Evaluating the quality of measures
Whether it is healthcare, education or beyond, there are many organizations in the public sector where data collected encounters a greater degree of subjectivity in judgment, or other potential sources of error in measurement. Managers and their research team must control for known sources of error and report the reliability and validity of measurements used.
Reduction of error is one of the main focuses when developing and validating an instrument. There are several measures that reliability estimates are used to evaluate.
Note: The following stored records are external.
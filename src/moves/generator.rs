//! Pin/check-aware legal move generation.
//!
//! Replaces the teacher's `execute::generate_legal`, which filtered
//! pseudo-legal moves one at a time by making and unmaking each on the real
//! board. This generator computes check/pin state once per position
//! (`attack_analysis::calculate_attack_data`) and masks each piece's
//! pseudo-legal targets against it directly, the approach
//! `moveGenerator.py::generate_moves` uses.
use crate::board::{Board, Color, Piece};
use crate::moves::attack_analysis::{self, AttackData};
use crate::moves::magic::MagicTables;
use crate::moves::movegen;
use crate::moves::types::{Move, MoveBuffer};
use crate::tables::Tables;

/// Generates every legal move for `board.side_to_move` into `moves`.
/// `scratch` is reused across calls to avoid allocating a pseudo-legal
/// buffer per call, mirroring `execute::generate_legal`'s buffer reuse.
pub fn generate_legal(
    board: &Board,
    tables: &MagicTables,
    moves: &mut impl MoveBuffer,
    scratch: &mut impl MoveBuffer,
) {
    moves.clear();
    let data = attack_analysis::calculate_attack_data(board, tables);

    // King moves are always generated: they're the only legal moves in double check.
    scratch.clear();
    movegen::generate_king_moves(board, tables, scratch);
    for mv in scratch.iter().copied() {
        if mv.is_castling() {
            // Castling legality (king not in/through/into check) is already
            // enforced by `is_legal_castling` inside `generate_king_moves`.
            moves.push(mv);
            continue;
        }
        if data.opponent_attack_map & (1u64 << mv.to.index()) == 0 {
            moves.push(mv);
        }
    }

    if data.in_double_check {
        return;
    }

    scratch.clear();
    movegen::generate_pawn_moves(board, scratch);
    movegen::generate_knight_moves(board, scratch);
    movegen::generate_bishop_moves(board, &tables.bishop, scratch);
    movegen::generate_rook_moves(board, &tables.rook, scratch);
    movegen::generate_queen_moves(board, tables, scratch);

    let king_sq = board.king_square(board.side_to_move).index() as usize;
    let t = Tables::get();

    for mv in scratch.iter().copied() {
        let from = mv.from.index() as usize;
        let to_bit = 1u64 << mv.to.index();

        let pin_ok = if data.pin_rays & (1u64 << from) != 0 {
            t.align_mask[king_sq][from] & to_bit != 0
        } else {
            true
        };
        if !pin_ok {
            continue;
        }

        if mv.is_en_passant() {
            let color = board.side_to_move;
            let captured_sq = if color == Color::White {
                mv.to.index() as usize - 8
            } else {
                mv.to.index() as usize + 8
            };
            let addresses_check = data.check_ray_bitmask & (to_bit | (1u64 << captured_sq)) != 0;
            if addresses_check && is_legal_en_passant(board, mv, tables) {
                moves.push(mv);
            }
            continue;
        }

        if data.check_ray_bitmask & to_bit != 0 {
            moves.push(mv);
        }
    }
}

/// En passant can uncover a discovered check along the capturing pawn's
/// rank (both the capturing pawn and the captured pawn vacate a square on
/// the same rank as the king). `pin_rays`/`check_ray_bitmask` don't model
/// this two-square vacancy, so it needs its own test: remove both pawns and
/// the mover's start square from the blocker set, add the destination
/// square back, and check whether an enemy orthogonal slider now attacks
/// the king. Grounded on `moveGenerator.py::_in_check_after_en_passant`.
fn is_legal_en_passant(board: &Board, mv: Move, tables: &MagicTables) -> bool {
    let color = board.side_to_move;
    let king_sq = board.king_square(color).index() as usize;
    let from = mv.from.index() as usize;
    let to = mv.to.index() as usize;
    let captured_sq = if color == Color::White { to - 8 } else { to + 8 };

    let masked_blockers =
        board.occupied() ^ ((1u64 << captured_sq) | (1u64 << from) | (1u64 << to));

    let enemy = color.opposite();
    let enemy_orthogonal = board.pieces(Piece::Rook, enemy) | board.pieces(Piece::Queen, enemy);
    if tables.rook.get_attacks(king_sq, masked_blockers) & enemy_orthogonal != 0 {
        return false;
    }

    let enemy_diagonal = board.pieces(Piece::Bishop, enemy) | board.pieces(Piece::Queen, enemy);
    if tables.bishop.get_attacks(king_sq, masked_blockers) & enemy_diagonal != 0 {
        return false;
    }

    true
}

/// Re-export for callers that only need the check/pin snapshot (e.g. to
/// decide stalemate vs. checkmate without regenerating moves).
pub fn attack_data(board: &Board, tables: &MagicTables) -> AttackData {
    attack_analysis::calculate_attack_data(board, tables)
}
Reliability is used to evaluate the, “the stability of measures administered at different times to the same individuals or using the same standard (test–retest reliability).” It also looks at “the equivalence of sets of items from the same test (internal consistency) or of different observers scoring a behavior or event using the same instrument (interrater reliability).” These specific items within reliability that public administrators can evaluate when interested in performance evaluation are: stability, internal consistency, responsiveness, and interrater reliability.
- Stability of measurement, or test–retest reliability, is “determined by administering a test at two different points in time to the same individuals and determining the correlation or strength of association of the two sets of scores.” It essentially helps evaluators understand how consistent or stable the results of a test being administered are.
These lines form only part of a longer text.